Exercise objective. In the data below, find every line with the string "merge" and pull it out.

Data to examine.

*** Block opens ***

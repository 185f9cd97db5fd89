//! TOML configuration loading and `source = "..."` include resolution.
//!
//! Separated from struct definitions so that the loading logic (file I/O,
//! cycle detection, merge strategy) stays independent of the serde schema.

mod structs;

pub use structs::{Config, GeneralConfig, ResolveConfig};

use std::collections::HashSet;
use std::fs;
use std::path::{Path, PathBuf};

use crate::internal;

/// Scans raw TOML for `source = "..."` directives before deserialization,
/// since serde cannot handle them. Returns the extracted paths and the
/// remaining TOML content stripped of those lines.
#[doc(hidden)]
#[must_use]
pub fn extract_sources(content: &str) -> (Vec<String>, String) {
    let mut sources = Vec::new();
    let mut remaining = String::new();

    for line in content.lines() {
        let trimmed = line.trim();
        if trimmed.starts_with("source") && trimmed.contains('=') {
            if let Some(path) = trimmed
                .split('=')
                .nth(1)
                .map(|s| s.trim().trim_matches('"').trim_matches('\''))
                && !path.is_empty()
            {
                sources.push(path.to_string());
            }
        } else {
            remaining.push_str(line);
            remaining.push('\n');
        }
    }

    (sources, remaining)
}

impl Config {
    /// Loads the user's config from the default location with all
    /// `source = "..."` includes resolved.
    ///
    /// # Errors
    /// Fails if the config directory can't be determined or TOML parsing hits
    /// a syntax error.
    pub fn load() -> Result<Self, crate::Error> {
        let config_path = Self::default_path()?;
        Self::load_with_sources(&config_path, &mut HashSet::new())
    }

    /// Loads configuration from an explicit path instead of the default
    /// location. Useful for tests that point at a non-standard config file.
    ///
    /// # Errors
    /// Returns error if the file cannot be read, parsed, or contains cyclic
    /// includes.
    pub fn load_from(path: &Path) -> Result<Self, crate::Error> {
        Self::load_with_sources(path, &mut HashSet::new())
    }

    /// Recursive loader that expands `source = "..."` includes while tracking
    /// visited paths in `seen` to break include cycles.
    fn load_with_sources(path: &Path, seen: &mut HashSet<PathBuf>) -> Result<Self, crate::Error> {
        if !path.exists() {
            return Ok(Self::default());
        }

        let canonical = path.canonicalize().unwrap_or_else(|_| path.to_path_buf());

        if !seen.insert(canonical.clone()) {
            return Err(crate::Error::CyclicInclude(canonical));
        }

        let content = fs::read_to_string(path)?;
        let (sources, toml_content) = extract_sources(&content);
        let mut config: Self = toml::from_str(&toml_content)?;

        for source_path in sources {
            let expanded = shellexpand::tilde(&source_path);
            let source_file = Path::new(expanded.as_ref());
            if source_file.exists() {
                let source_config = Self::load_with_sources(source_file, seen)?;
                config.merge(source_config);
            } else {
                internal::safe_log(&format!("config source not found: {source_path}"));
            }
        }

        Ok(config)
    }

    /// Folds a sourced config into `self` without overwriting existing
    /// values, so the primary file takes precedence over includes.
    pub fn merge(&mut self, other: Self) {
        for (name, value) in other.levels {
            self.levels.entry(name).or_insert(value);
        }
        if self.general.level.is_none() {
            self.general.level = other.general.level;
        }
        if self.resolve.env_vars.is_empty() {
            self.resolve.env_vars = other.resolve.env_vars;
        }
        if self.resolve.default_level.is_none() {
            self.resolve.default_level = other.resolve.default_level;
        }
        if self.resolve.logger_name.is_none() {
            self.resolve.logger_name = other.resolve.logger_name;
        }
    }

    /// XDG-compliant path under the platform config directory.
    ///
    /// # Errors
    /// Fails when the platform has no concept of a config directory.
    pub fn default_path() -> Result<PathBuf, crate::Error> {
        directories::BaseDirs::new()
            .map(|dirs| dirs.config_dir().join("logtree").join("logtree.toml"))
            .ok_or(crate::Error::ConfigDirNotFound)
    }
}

*** Block closes ***
*** Block opens ***

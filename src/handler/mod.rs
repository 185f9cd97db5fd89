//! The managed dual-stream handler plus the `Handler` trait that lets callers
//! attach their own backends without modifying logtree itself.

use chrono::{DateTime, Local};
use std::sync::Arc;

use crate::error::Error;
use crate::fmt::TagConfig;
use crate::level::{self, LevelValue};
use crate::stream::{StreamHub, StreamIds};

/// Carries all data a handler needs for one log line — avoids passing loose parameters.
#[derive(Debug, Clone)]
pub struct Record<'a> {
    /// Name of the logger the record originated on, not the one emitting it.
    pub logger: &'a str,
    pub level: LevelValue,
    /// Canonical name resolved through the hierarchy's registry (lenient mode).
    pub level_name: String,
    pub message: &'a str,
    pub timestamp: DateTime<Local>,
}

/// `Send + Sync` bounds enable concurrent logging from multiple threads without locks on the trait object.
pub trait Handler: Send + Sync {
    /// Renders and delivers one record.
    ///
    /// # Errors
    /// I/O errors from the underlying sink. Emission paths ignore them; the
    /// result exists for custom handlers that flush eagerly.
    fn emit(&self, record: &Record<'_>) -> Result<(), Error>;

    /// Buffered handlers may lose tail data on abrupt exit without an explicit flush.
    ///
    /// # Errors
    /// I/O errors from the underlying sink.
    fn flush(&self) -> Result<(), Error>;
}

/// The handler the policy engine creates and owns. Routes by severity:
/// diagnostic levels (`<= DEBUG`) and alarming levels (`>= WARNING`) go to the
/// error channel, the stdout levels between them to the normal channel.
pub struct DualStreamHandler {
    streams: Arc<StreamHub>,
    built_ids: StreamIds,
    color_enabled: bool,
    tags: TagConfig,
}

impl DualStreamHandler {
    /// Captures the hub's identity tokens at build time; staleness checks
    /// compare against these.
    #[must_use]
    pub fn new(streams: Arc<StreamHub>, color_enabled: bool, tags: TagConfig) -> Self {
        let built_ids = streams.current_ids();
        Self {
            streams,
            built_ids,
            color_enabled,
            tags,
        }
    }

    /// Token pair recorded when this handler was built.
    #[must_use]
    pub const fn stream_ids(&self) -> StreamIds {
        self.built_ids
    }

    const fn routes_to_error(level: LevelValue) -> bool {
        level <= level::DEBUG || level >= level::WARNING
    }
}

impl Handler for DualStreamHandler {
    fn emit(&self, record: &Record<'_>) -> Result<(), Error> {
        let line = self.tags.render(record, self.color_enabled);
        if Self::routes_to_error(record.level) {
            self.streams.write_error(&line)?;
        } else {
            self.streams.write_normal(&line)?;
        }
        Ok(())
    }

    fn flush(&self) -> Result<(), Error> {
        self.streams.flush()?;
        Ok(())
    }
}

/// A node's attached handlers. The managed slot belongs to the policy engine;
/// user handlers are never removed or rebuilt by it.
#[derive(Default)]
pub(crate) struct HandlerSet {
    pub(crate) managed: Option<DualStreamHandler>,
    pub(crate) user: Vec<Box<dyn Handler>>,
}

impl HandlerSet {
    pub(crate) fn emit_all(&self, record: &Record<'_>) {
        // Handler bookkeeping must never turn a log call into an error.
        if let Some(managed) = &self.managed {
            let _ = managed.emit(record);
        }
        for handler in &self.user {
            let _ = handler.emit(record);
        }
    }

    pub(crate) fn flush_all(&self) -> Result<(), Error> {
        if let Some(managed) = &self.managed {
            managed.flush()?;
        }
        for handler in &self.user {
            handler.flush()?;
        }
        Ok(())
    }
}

*** Block closes ***

Exercise solution.
//! cycle detection, merge strategy) stays independent of the serde schema.
                config.merge(source_config);
    pub fn merge(&mut self, other: Self) {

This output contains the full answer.